Discussion. The Magistrate Judge correctly concluded that the proper procedure for an administrative law judge to follow to resolve doubts about a treating physician's residual functional capacity assessment is to ask for clarification from the treatment provider or to seek a post-surgery assessment. Additionally, the administrative law judge could have referred plaintiff for an orthopedic evaluation or sent the medical record to an orthopedist for a residual functional capacity assessment. It is not appropriate for an administrative law judge to make his own medical assessment as was done here.

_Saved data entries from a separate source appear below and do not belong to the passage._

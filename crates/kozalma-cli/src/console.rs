//! Terminal stand-ins for the phone's speech engine, camera and speaker.

use std::path::PathBuf;

use async_trait::async_trait;
use tracing::{debug, warn};

use kozalma_core::device::{AudioPlayer, Camera, DeviceError, Flashlight};
use kozalma_core::{Language, SpeechEngine};

/// Prints what would be spoken, tagged with the locale.
pub struct ConsoleSpeech;

impl SpeechEngine for ConsoleSpeech {
    fn speak(&self, text: &str, language: Language, _interrupt: bool) {
        println!("[{}] {}", language.locale(), text);
    }

    fn set_volume(&self, volume: f32) {
        debug!(volume, "Speech volume set");
    }

    fn set_rate(&self, rate: f32) {
        debug!(rate, "Speech rate set");
    }

    fn stop(&self) {
        debug!("Speech stopped");
    }
}

/// Serves an image file as the captured frame.
pub struct FileCamera {
    path: PathBuf,
}

impl FileCamera {
    pub fn new(path: PathBuf) -> Self {
        Self { path }
    }
}

#[async_trait]
impl Camera for FileCamera {
    async fn capture_image(&self) -> Option<Vec<u8>> {
        match std::fs::read(&self.path) {
            Ok(bytes) if !bytes.is_empty() => Some(bytes),
            Ok(_) => {
                warn!(path = %self.path.display(), "Image file is empty");
                None
            }
            Err(e) => {
                warn!(path = %self.path.display(), error = %e, "Cannot read image file");
                None
            }
        }
    }
}

/// Writes received speech audio to a file when asked to; otherwise reports
/// no audio output so the text is printed instead.
pub struct FilePlayer {
    out: Option<PathBuf>,
}

impl FilePlayer {
    pub fn new(out: Option<PathBuf>) -> Self {
        Self { out }
    }
}

#[async_trait]
impl AudioPlayer for FilePlayer {
    async fn play(&self, audio: &[u8]) -> Result<(), DeviceError> {
        let Some(ref path) = self.out else {
            return Err(DeviceError::Unavailable("no audio output".to_string()));
        };
        std::fs::write(path, audio).map_err(|e| DeviceError::Playback(e.to_string()))?;
        println!("Audio saved to {}", path.display());
        Ok(())
    }
}

/// A terminal has no torch
pub struct NoFlashlight;

#[async_trait]
impl Flashlight for NoFlashlight {
    async fn set_enabled(&self, _enabled: bool) -> Result<(), DeviceError> {
        Err(DeviceError::Unavailable("no flashlight".to_string()))
    }
}
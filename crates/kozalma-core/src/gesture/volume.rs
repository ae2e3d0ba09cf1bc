//! Volume control through double taps on the screen edges.
//!
//! The left edge lowers the volume and the right edge raises it. A single tap
//! only explains what the zone does, so the user cannot change the volume by
//! brushing an edge.

use std::sync::{Arc, Mutex};
use std::time::Duration;

use tokio::time::Instant;
use tracing::debug;

use super::DEFAULT_DOUBLE_TAP_WINDOW;
use crate::messages::Phrase;
use crate::settings::SettingsStore;
use crate::speech::SpeechEngine;

// ============================================================================
// Constants
// ============================================================================

/// Volume change per double tap
pub const VOLUME_STEP: f32 = 0.1;

/// Share of the screen width covered by each edge zone
const EDGE_FRACTION: f32 = 0.15;

#[derive(Debug, Clone, Copy, PartialEq, Eq)]
pub enum EdgeZone {
    Left,
    Right,
}

impl EdgeZone {
    fn index(self) -> usize {
        match self {
            EdgeZone::Left => 0,
            EdgeZone::Right => 1,
        }
    }

    fn delta(self) -> f32 {
        match self {
            EdgeZone::Left => -VOLUME_STEP,
            EdgeZone::Right => VOLUME_STEP,
        }
    }

    fn hint(self) -> Phrase {
        match self {
            EdgeZone::Left => Phrase::VolumeHintLeft,
            EdgeZone::Right => Phrase::VolumeHintRight,
        }
    }
}

#[derive(Debug, Clone, Copy, PartialEq)]
pub enum VolumeOutcome {
    /// First tap: the zone hint was spoken
    Hint,
    /// `at_limit` is set when the step ran into a boundary and was clamped
    Adjusted { volume: f32, at_limit: bool },
}

/// Hit test for the two edge zones.
///
/// The zones are the outer strips of the screen below the header band.
#[derive(Debug, Clone, Copy)]
pub struct EdgeZoneLayout {
    pub width: f32,
    pub height: f32,
    pub header_height: f32,
}

impl EdgeZoneLayout {
    pub fn new(width: f32, height: f32, header_height: f32) -> Self {
        Self {
            width,
            height,
            header_height,
        }
    }

    pub fn zone_at(&self, x: f32, y: f32) -> Option<EdgeZone> {
        if y < self.header_height || y > self.height || x < 0.0 || x > self.width {
            return None;
        }
        let strip = self.width * EDGE_FRACTION;
        if x < strip {
            Some(EdgeZone::Left)
        } else if x > self.width - strip {
            Some(EdgeZone::Right)
        } else {
            None
        }
    }
}

/// Two independent double-tap detectors driving the shared volume setting.
pub struct EdgeZoneVolumeController {
    speech: Arc<dyn SpeechEngine>,
    settings: SettingsStore,
    window: Duration,
    last_tap: Mutex<[Option<Instant>; 2]>,
}

impl EdgeZoneVolumeController {
    pub fn new(speech: Arc<dyn SpeechEngine>, settings: SettingsStore) -> Self {
        Self {
            speech,
            settings,
            window: DEFAULT_DOUBLE_TAP_WINDOW,
            last_tap: Mutex::new([None, None]),
        }
    }

    pub fn with_window(mut self, window: Duration) -> Self {
        self.window = window;
        self
    }

    pub fn tap(&self, zone: EdgeZone) -> VolumeOutcome {
        self.tap_at(zone, Instant::now())
    }

    /// Handle a tap on `zone` that happened at `now`.
    pub fn tap_at(&self, zone: EdgeZone, now: Instant) -> VolumeOutcome {
        let is_double = {
            let mut last_tap = self
                .last_tap
                .lock()
                .unwrap_or_else(|poisoned| poisoned.into_inner());
            let slot = &mut last_tap[zone.index()];
            match *slot {
                Some(last) if now.saturating_duration_since(last) < self.window => {
                    *slot = None;
                    true
                }
                _ => {
                    *slot = Some(now);
                    false
                }
            }
        };

        let language = self.settings.language();
        if !is_double {
            self.speech.say(zone.hint(), language);
            return VolumeOutcome::Hint;
        }

        let (volume, at_limit) = step_volume(self.settings.get().volume, zone.delta());
        self.speech.set_volume(volume);
        self.settings.update(|s| s.volume = volume);

        let phrase = match (zone, at_limit) {
            (EdgeZone::Right, true) => Phrase::VolumeMax,
            (EdgeZone::Left, true) => Phrase::VolumeMin,
            (EdgeZone::Right, false) => Phrase::VolumeUp,
            (EdgeZone::Left, false) => Phrase::VolumeDown,
        };
        self.speech.say(phrase, language);

        debug!(?zone, volume, at_limit, "Volume changed");
        VolumeOutcome::Adjusted { volume, at_limit }
    }
}

/// Apply `delta`, rounded to hundredths and clamped to `[0.0, 1.0]`.
/// Reports whether the clamp engaged.
fn step_volume(current: f32, delta: f32) -> (f32, bool) {
    let stepped = ((current + delta) * 100.0).round() / 100.0;
    let volume = stepped.clamp(0.0, 1.0);
    (volume, stepped != volume)
}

With respect to his credibility determination, the administrative law judge failed to consider objective evidence supporting plaintiff's allegations concerning the intensity and limiting effects of her symptoms. Even when there may be, as the Commissioner argues now, evidence that would support his credibility assessment, the administrative law judge is not free to ignore contrary evidence and fail to give a full and adequate explanation of the evidence supporting his decision and the reasons the conflicting evidence has been discounted or rejected.

Upon de novo review in accordance with the provisions of 28 U.S.C. §636(b)(1)(B), the Court ADOPTS the Report and Recommendation. This case is REMANDED to permit the administrative law judge to properly evaluate Dr. D'Onofrio's residual functional capacity assessment and Lincicome's pain and credibility.

_______________

Edmund A. Sargus, Jr.

United States District Judge


Summaries of

Lincicome v. Astrue

UNITED STATES DISTRICT COURT FOR THE SOUTHERN DISTRICT OF OHIO EASTERN DIVISION
Jun 15, 2012
Civil Action 2:11-cv-0678 (S.D. Ohio Jun. 15, 2012)
Case details for

Lincicome v. Astrue

Case Details

Full title:Barbara A. Lincicome, Plaintiff v. Michael J. Astrue, Commissioner of…

Court:UNITED STATES DISTRICT COURT FOR THE SOUTHERN DISTRICT OF OHIO EASTERN DIVISION

Date published: Jun 15, 2012

Citations

Civil Action 2:11-cv-0678 (S.D. Ohio Jun. 15, 2012)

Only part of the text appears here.